Speech recognition from the 1970s that still fits in your pocket
A lightweight C library for offline speech recognition, recently unshackled from its ancient dependencies.

What it does
PocketSphinx takes single-channel 16-bit PCM audio and spits out text. It runs offline, handles live or batch input, and can force-align audio to known transcripts (down to phone and state level if you’re into that). There’s a command-line tool and C/Python APIs. The output is line-delimited JSON — “not the prettiest format, but it sure beats XML,” as the maintainer notes.
The interesting bit
The algorithms date to the 1970s, yet the project just had a spring cleaning: SphinxBase — its perennial companion dependency — has been fully absorbed and eliminated. “There is no SphinxBase anymore.
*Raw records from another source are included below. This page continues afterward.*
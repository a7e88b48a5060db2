//! Heatmap rendering of a grid, matching GitHub's visual convention.

use crate::grid::{Grid, GRID_ROWS};
use image::{Rgb, RgbImage};

/// GitHub's contribution palette: empty, then four deepening greens.
pub const PALETTE: [Rgb<u8>; 5] = [
    Rgb([0xeb, 0xed, 0xf0]),
    Rgb([0x9b, 0xe9, 0xa8]),
    Rgb([0x40, 0xc4, 0x63]),
    Rgb([0x30, 0xa1, 0x4e]),
    Rgb([0x21, 0x6e, 0x39]),
];

/// Render the grid as a heatmap: one `cell_size` square per cell with
/// `padding` pixels of gutter between cells.
pub fn render_image(grid: &Grid, cell_size: u32, padding: u32) -> RgbImage {
    let step = cell_size + padding;
    let width = step * grid.columns() - padding;
    let height = step * GRID_ROWS - padding;

    let mut image = RgbImage::from_pixel(width, height, PALETTE[0]);

    for (row, col, level) in grid.active_cells() {
        let color = PALETTE[level as usize];
        let x0 = col * step;
        let y0 = row * step;
        for y in y0..y0 + cell_size {
            for x in x0..x0 + cell_size {
                image.put_pixel(x, y, color);
            }
        }
    }

    image
}

#[cfg(test)]
mod tests {
    use super::*;

    #[test]
    fn test_image_dimensions_follow_grid_shape() {
        let grid = Grid::from_levels(3, vec![0u8; (3 * GRID_ROWS) as usize]);
        let image = render_image(&grid, 20, 2);

        assert_eq!(image.width(), 3 * 22 - 2);
        assert_eq!(image.height(), 7 * 22 - 2);
    }

    #[test]
    fn test_single_active_cell_shades_one_square() {
        let mut cells = vec![0u8; (3 * GRID_ROWS) as usize];
        cells[(1 * 3 + 2) as usize] = 1; // row 1, col 2
        let grid = Grid::from_levels(3, cells);

        let image = render_image(&grid, 2, 1);

        // The active cell's top-left corner.
        assert_eq!(*image.get_pixel(2 * 3, 1 * 3), PALETTE[1]);
        // An empty cell stays on the background color.
        assert_eq!(*image.get_pixel(0, 0), PALETTE[0]);

        let shaded = image
            .pixels()
            .filter(|p| **p != PALETTE[0])
            .count();
        assert_eq!(shaded, 4, "exactly one 2x2 square should be shaded");
    }

    #[test]
    fn test_levels_pick_deepening_greens() {
        let mut cells = vec![0u8; (4 * GRID_ROWS) as usize];
        for col in 0..4 {
            cells[col as usize] = col as u8 + 1; // row 0, levels 1..=4
        }
        let grid = Grid::from_levels(4, cells);

        let image = render_image(&grid, 1, 0);
        for col in 0..4u32 {
            assert_eq!(*image.get_pixel(col, 0), PALETTE[col as usize + 1]);
        }
    }
}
This is not the SphinxBase you’re looking for.” The audio library, which “never really built or worked correctly on any platform at all,” was also mercifully killed. What’s left is a standalone CMake build with fewer moving parts.
Key highlights
- Offline recognition with compact, efficient models — no cloud required
- Force-alignment mode for timestamping words, phones, or HMM states in audio
soxflagscommand generates the right audio conversion arguments automatically- Python bindings installable via pip; C library via standard CMake
- Regression and unit tests built with
cmake --build build --target check
Caveats
- The README warns that recognition results “may not be wonderful” with default models
- macOS build status is uncertain (“I don’t have one of those”)
- Partial results in live mode aren’t implemented yet, and “don’t hold your breath”
- ReadTheDocs updates are still manual
Verdict
Good fit for embedded systems, Raspberry Pi projects, or anywhere you need speech recognition without network access or GPU muscle. Skip it if you need modern accuracy — this trades precision for portability and a small footprint.